## Stored data
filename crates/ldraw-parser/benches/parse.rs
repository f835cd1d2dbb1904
// This Source Code Form is subject to the terms of the Mozilla Public
// License, v. 2.0. If a copy of the MPL was not distributed with this
// file, You can obtain one at https://mozilla.org/MPL/2.0/.

//! Parser benchmarks.

use criterion::{black_box, criterion_group, criterion_main, Criterion};
use ldraw_parser::parse;

const SMALL_MODEL: &str = "0 FILE house.ldr\r\n\
0 House\r\n\
0 Name: house.ldr\r\n\
0 Author: Bench\r\n\
1 4 0 0 0 1 0 0 0 1 0 0 0 1 3001.dat\r\n\
1 4 80 0 0 1 0 0 0 1 0 0 0 1 3001.dat\r\n\
0 STEP\r\n\
1 15 40 -24 0 1 0 0 0 1 0 0 0 1 3001.dat\r\n\
0 ROTSTEP 30 45 0 ABS\r\n";

/// Part-like document with many primitives
fn primitive_document(quads: usize) -> String {
    let mut ret = String::from("0 Generated\r\n0 BFC CERTIFY CCW\r\n");
    for i in 0..quads {
        let x = i as f64 * 1.5;
        ret.push_str(&format!(
            "4 16 {} 0 0 {} 0 1.25 {} 8 1.25 {} 8 0\r\n2 24 {} 0 0 {} 8 0\r\n",
            x,
            x + 1.5,
            x + 1.5,
            x,
            x,
            x
        ));
    }
    ret
}

fn parse_small(c: &mut Criterion) {
    c.bench_function("parse_small_model", |b| {
        b.iter(|| parse(black_box(SMALL_MODEL), "house.ldr"))
    });
}

fn parse_primitives(c: &mut Criterion) {
    let content = primitive_document(5_000);
    c.bench_function("parse_10k_primitives", |b| {
        b.iter(|| parse(black_box(&content), "part.dat"))
    });
}

criterion_group!(benches, parse_small, parse_primitives);
criterion_main!(benches);
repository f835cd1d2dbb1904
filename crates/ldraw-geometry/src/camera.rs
// This Source Code Form is subject to the terms of the Mozilla Public
// License, v. 2.0. If a copy of the MPL was not distributed with this
// file, You can obtain one at https://mozilla.org/MPL/2.0/.

//! Camera framing for a building step

use ldraw_model::{Mat3, Vec3};
use nalgebra::{Matrix4, UnitQuaternion};
use serde::{Deserialize, Serialize};

/// Flips Y and Z: LDraw is Y-down, the viewer is Y-up
pub fn axis_flip_matrix() -> Mat3 {
    Mat3::from_diagonal(&Vec3::new(1.0, -1.0, -1.0))
}

/// World rotation and translation that bring a step into view
#[derive(Debug, Clone, Copy, PartialEq, Serialize, Deserialize)]
pub struct CameraFraming {
    /// Translation applied after `rotation`, moving the box center to the origin
    pub target: Vec3,
    pub rotation: Mat3,
}

impl CameraFraming {
    /// Frame `center` of a part placed with `placement_rotation`
    ///
    /// The placement rotation is undone first, then the axes are flipped and
    /// the step rotation applied.
    pub fn frame(center: &Vec3, placement_rotation: &Mat3, step_rotation: &Mat3) -> Self {
        let inverse = placement_rotation.try_inverse().unwrap_or_else(|| {
            log::warn!("Singular placement rotation, framing without it");
            Mat3::identity()
        });
        let rotation = step_rotation * axis_flip_matrix() * inverse;
        Self {
            target: -(rotation * center),
            rotation,
        }
    }

    /// Framing a fraction `t` of the way to `other`
    ///
    /// Rotations are interpolated in quaternion space so intermediate frames
    /// stay rigid.
    pub fn interpolate(&self, other: &CameraFraming, t: f64) -> CameraFraming {
        let from = UnitQuaternion::from_matrix(&self.rotation);
        let to = UnitQuaternion::from_matrix(&other.rotation);
        CameraFraming {
            target: self.target.lerp(&other.target, t),
            rotation: from.slerp(&to, t).to_rotation_matrix().into_inner(),
        }
    }

    /// Rotation followed by translation as one homogeneous matrix
    pub fn to_homogeneous(&self) -> Matrix4<f64> {
        let mut m = self.rotation.to_homogeneous();
        m.fixed_view_mut::<3, 1>(0, 3).copy_from(&self.target);
        m
    }
}

#[cfg(test)]
mod tests {
    use super::*;
    use approx::assert_relative_eq;
    use nalgebra::Vector4;

    fn rot_y(degrees: f64) -> Mat3 {
        let (s, c) = degrees.to_radians().sin_cos();
        Mat3::new(c, 0.0, s, 0.0, 1.0, 0.0, -s, 0.0, c)
    }

    #[test]
    fn test_frame_centers_the_box() {
        let center = Vec3::new(10.0, -20.0, 5.0);
        let framing = CameraFraming::frame(&center, &rot_y(90.0), &rot_y(30.0));
        // The framed center lands on the origin
        let moved = framing.rotation * center + framing.target;
        assert_relative_eq!(moved, Vec3::zeros(), epsilon = 1e-9);

        let h = framing.to_homogeneous() * Vector4::new(center.x, center.y, center.z, 1.0);
        assert_relative_eq!(h.xyz(), Vec3::zeros(), epsilon = 1e-9);
    }

    #[test]
    fn test_frame_without_rotations_flips_axes() {
        let framing = CameraFraming::frame(&Vec3::new(0.0, 10.0, 0.0), &Mat3::identity(), &Mat3::identity());
        assert_relative_eq!(framing.rotation, axis_flip_matrix());
        assert_relative_eq!(framing.target, Vec3::new(0.0, 10.0, 0.0));
    }

    #[test]
    fn test_interpolate_is_rigid() {
        let a = CameraFraming::frame(&Vec3::zeros(), &Mat3::identity(), &rot_y(0.0));
        let b = CameraFraming {
            target: Vec3::new(10.0, 0.0, 0.0),
            ..CameraFraming::frame(&Vec3::zeros(), &Mat3::identity(), &rot_y(90.0))
        };
        let mid = a.interpolate(&b, 0.5);
        assert_relative_eq!(mid.target, Vec3::new(5.0, 0.0, 0.0));
        assert_relative_eq!(mid.rotation.determinant(), 1.0, epsilon = 1e-9);
        assert_relative_eq!(mid.rotation, rot_y(45.0) * axis_flip_matrix(), epsilon = 1e-9);
        assert_relative_eq!(a.interpolate(&b, 1.0).rotation, b.rotation, epsilon = 1e-9);
    }
}
// This Source Code Form is subject to the terms of the Mozilla Public
// License, v. 2.0. If a copy of the MPL was not distributed with this
// file, You can obtain one at https://mozilla.org/MPL/2.0/.

//! LDraw-Lite Parser - LDraw line parser and model loader
//!
//! This crate reads LDraw `.ldr`, `.mpd` and `.dat` files into the part type
//! graph defined in `ldraw-model`.
//!
//! # Features
//!
//! - **Fast line scanning** using `memchr`
//! - **Strict number parsing** using `nom` and `lexical-core`; malformed
//!   lines are skipped with a warning
//! - **BFC aware**: winding and culling follow `BFC` meta commands
//! - **Texture mapping** through `!TEXMAP` and inline `!DATA` blocks
//! - **Model loader** resolving every referenced file through a
//!   [`FileSource`](ldraw_model::FileSource), with primitive generation,
//!   placeholder boxes for missing parts and assembly detection
//!
//! # Example
//!
//! ```ignore
//! use ldraw_parser::{DirectorySource, LoaderOptions, ModelLoader};
//!
//! let mut loader = ModelLoader::new(DirectorySource::new("ldraw"))
//!     .with_options(LoaderOptions::default().with_build_assemblies(true));
//! loader.load_model("car.mpd")?;
//!
//! let main = loader.main_model()?;
//! println!("{} steps", main.steps.len());
//! ```

pub mod assemblies;
pub mod generator;
mod loader;
mod options;
mod parser;
mod scanner;
mod source;
mod texmap;
mod tokenizer;

pub use assemblies::{AssemblyDefinition, AssemblyManager, ASSEMBLIES};
pub use loader::{DiagnosticCallback, LoadCallback, ModelLoader};
pub use options::LoaderOptions;
pub use parser::{LineParser, ParsedDocument};
pub use scanner::LineScanner;
pub use source::{DirectorySource, MemorySource};
pub use texmap::{decode_inline_texture, detect_mimetype, encode_inline_texture, parse_texmap};
pub use tokenizer::{normalize_id, parse_color, parse_float, tokenize, ColorToken};

use ldraw_model::{ColorTable, TexmapPlacement};

/// Quick parse of a single document with the built-in color table
///
/// Referenced files are not loaded. Use [`ModelLoader`] to resolve them.
pub fn parse(content: &str, default_id: &str) -> ParsedDocument {
    let mut colors = ColorTable::default();
    let mut texmaps: Vec<TexmapPlacement> = Vec::new();
    LineParser::new(&mut colors, &mut texmaps).parse(content, default_id)
}
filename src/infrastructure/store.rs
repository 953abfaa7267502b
//! 目标服务器的文件存储
//!
//! 下发流程只通过 [`DestinationStore`] 写文件，具体实现可以替换。

use async_trait::async_trait;
use reqwest::Client;
use std::collections::HashMap;
use tracing::debug;
use url::Url;

use crate::infrastructure::config::{resolve_env_var, Config, DestinationConfig};
use crate::infrastructure::remote::endpoint;

/// 写入失败的原因
#[derive(Debug, Clone, PartialEq, Eq, thiserror::Error)]
pub enum StoreError {
    #[error("存储服务无法访问: {0}")]
    Unreachable(String),

    #[error("存储服务拒绝写入 (HTTP {status})")]
    Rejected { status: u16 },

    #[error("未知的目标服务器: {0}")]
    UnknownDestination(String),
}

#[async_trait]
pub trait DestinationStore: Send + Sync {
    /// 目标服务器是否存在
    fn contains(&self, destination_id: &str) -> bool;

    /// 把内容写入目标服务器的指定路径，已存在时覆盖
    async fn write_content(
        &self,
        destination_id: &str,
        path: &str,
        bytes: Vec<u8>,
    ) -> Result<(), StoreError>;
}

/// 通过 Wings 风格的守护进程 API 写文件
pub struct DaemonFileStore {
    client: Client,
    destinations: HashMap<String, DestinationConfig>,
}

impl DaemonFileStore {
    pub fn new(client: Client, destinations: impl IntoIterator<Item = DestinationConfig>) -> Self {
        Self {
            client,
            destinations: destinations
                .into_iter()
                .map(|d| (d.id.clone(), d))
                .collect(),
        }
    }

    pub fn from_config(client: Client, config: &Config) -> Self {
        Self::new(client, config.destinations.iter().cloned())
    }

    fn write_url(destination: &DestinationConfig, path: &str) -> Result<Url, StoreError> {
        let base = Url::parse(&destination.daemon_url)
            .map_err(|e| StoreError::Unreachable(format!("守护进程地址无效: {e}")))?;
        let mut url = endpoint(
            &base,
            &["api", "servers", &destination.server_uuid, "files", "write"],
        )
        .map_err(|e| StoreError::Unreachable(e.to_string()))?;
        url.query_pairs_mut().append_pair("file", path);
        Ok(url)
    }
}

#[async_trait]
impl DestinationStore for DaemonFileStore {
    fn contains(&self, destination_id: &str) -> bool {
        self.destinations.contains_key(destination_id)
    }

    async fn write_content(
        &self,
        destination_id: &str,
        path: &str,
        bytes: Vec<u8>,
    ) -> Result<(), StoreError> {
        let destination = self
            .destinations
            .get(destination_id)
            .ok_or_else(|| StoreError::UnknownDestination(destination_id.to_string()))?;
        let url = Self::write_url(destination, path)?;
        debug!(%url, size = bytes.len(), "daemon write");

        let mut request = self.client.post(url).body(bytes);
        let token = resolve_env_var(&destination.token);
        if !token.is_empty() {
            request = request.bearer_auth(token);
        }

        let response = request
            .send()
            .await
            .map_err(|e| StoreError::Unreachable(e.to_string()))?;
        let status = response.status();
        if !status.is_success() {
            return Err(StoreError::Rejected {
                status: status.as_u16(),
            });
        }
        Ok(())
    }
}

#[cfg(test)]
pub(crate) mod memory {
    use super::*;
    use std::sync::Mutex;

    /// 记录写入内容的内存存储
    #[derive(Default)]
    pub struct MemoryStore {
        pub destinations: Vec<String>,
        pub fail_with: Option<StoreError>,
        pub writes: Mutex<Vec<(String, String, Vec<u8>)>>,
    }

    impl MemoryStore {
        pub fn with_destinations(ids: &[&str]) -> Self {
            Self {
                destinations: ids.iter().map(|s| s.to_string()).collect(),
                ..Default::default()
            }
        }

        pub fn write_count(&self) -> usize {
            self.writes.lock().unwrap().len()
        }
    }

    #[async_trait]
    impl DestinationStore for MemoryStore {
        fn contains(&self, destination_id: &str) -> bool {
            self.destinations.iter().any(|d| d == destination_id)
        }

        async fn write_content(
            &self,
            destination_id: &str,
            path: &str,
            bytes: Vec<u8>,
        ) -> Result<(), StoreError> {
            if let Some(err) = &self.fail_with {
                return Err(err.clone());
            }
            self.writes
                .lock()
                .unwrap()
                .push((destination_id.to_string(), path.to_string(), bytes));
            Ok(())
        }
    }
}
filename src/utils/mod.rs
pub mod validation;

pub use validation::*;
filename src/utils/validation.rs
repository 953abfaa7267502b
use url::Url;

use crate::core::constants::relay::ARTIFACT_EXTENSION;

/// 验证工具
pub struct ValidationUtils;

impl ValidationUtils {
    /// 验证下载地址：必须是绝对的 http/https 地址
    pub fn validate_download_url(url: &str) -> Result<Url, String> {
        let parsed = Url::parse(url.trim()).map_err(|e| format!("下载地址无效: {e}"))?;

        match parsed.scheme() {
            "http" | "https" => {}
            other => return Err(format!("不支持的协议 '{other}'，只允许 http/https")),
        }

        if parsed.host_str().map_or(true, str::is_empty) {
            return Err("下载地址缺少主机名".to_string());
        }

        Ok(parsed)
    }

    /// 验证插件文件名：只能是插件目录下的一个 .jar 文件
    pub fn validate_artifact_filename(name: &str) -> Result<(), String> {
        if name.trim().is_empty() {
            return Err("文件名不能为空".to_string());
        }

        if name.len() > 255 {
            return Err("文件名过长 (最多 255 个字符)".to_string());
        }

        if name.contains('/') || name.contains('\\') {
            return Err("文件名不能包含路径分隔符".to_string());
        }

        if name.contains("..") {
            return Err("文件名不能包含 '..'".to_string());
        }

        if name.chars().any(char::is_control) {
            return Err("文件名不能包含控制字符".to_string());
        }

        let stem_len = name.len().saturating_sub(ARTIFACT_EXTENSION.len());
        let has_extension = name
            .get(stem_len..)
            .is_some_and(|ext| ext.eq_ignore_ascii_case(ARTIFACT_EXTENSION));
        if !has_extension || stem_len == 0 {
            return Err(format!("文件名必须以 {ARTIFACT_EXTENSION} 结尾"));
        }

        Ok(())
    }
}
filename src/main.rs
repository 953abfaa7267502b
use clap::Parser;
use plugnav::cli::{Cli, CommandHandler};
use plugnav::infrastructure::{logging, Config};
use std::process;

#[tokio::main]
async fn main() {
    let cli = Cli::parse();

    let loaded = match &cli.config {
        Some(path) => Config::load_from(path),
        None => Config::load(),
    };
    let config = match loaded {
        Ok(config) => config,
        Err(e) => {
            eprintln!("Error: {e}");
            process::exit(1);
        }
    };

    logging::init(&config.logging);

    let mut handler = match CommandHandler::new(config) {
        Ok(handler) => handler,
        Err(e) => {
            eprintln!("Error: {e}");
            process::exit(1);
        }
    };

    if let Err(e) = handler.handle_command(cli.command).await {
        eprintln!("Error: {e}");
        process::exit(1);
    }
}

## Task directions
Please show every line of the material that contains the string "status".

## Solution to this task
    #[error("存储服务拒绝写入 (HTTP {status})")]
    Rejected { status: u16 },
        let status = response.status();
        if !status.is_success() {
                status: status.as_u16(),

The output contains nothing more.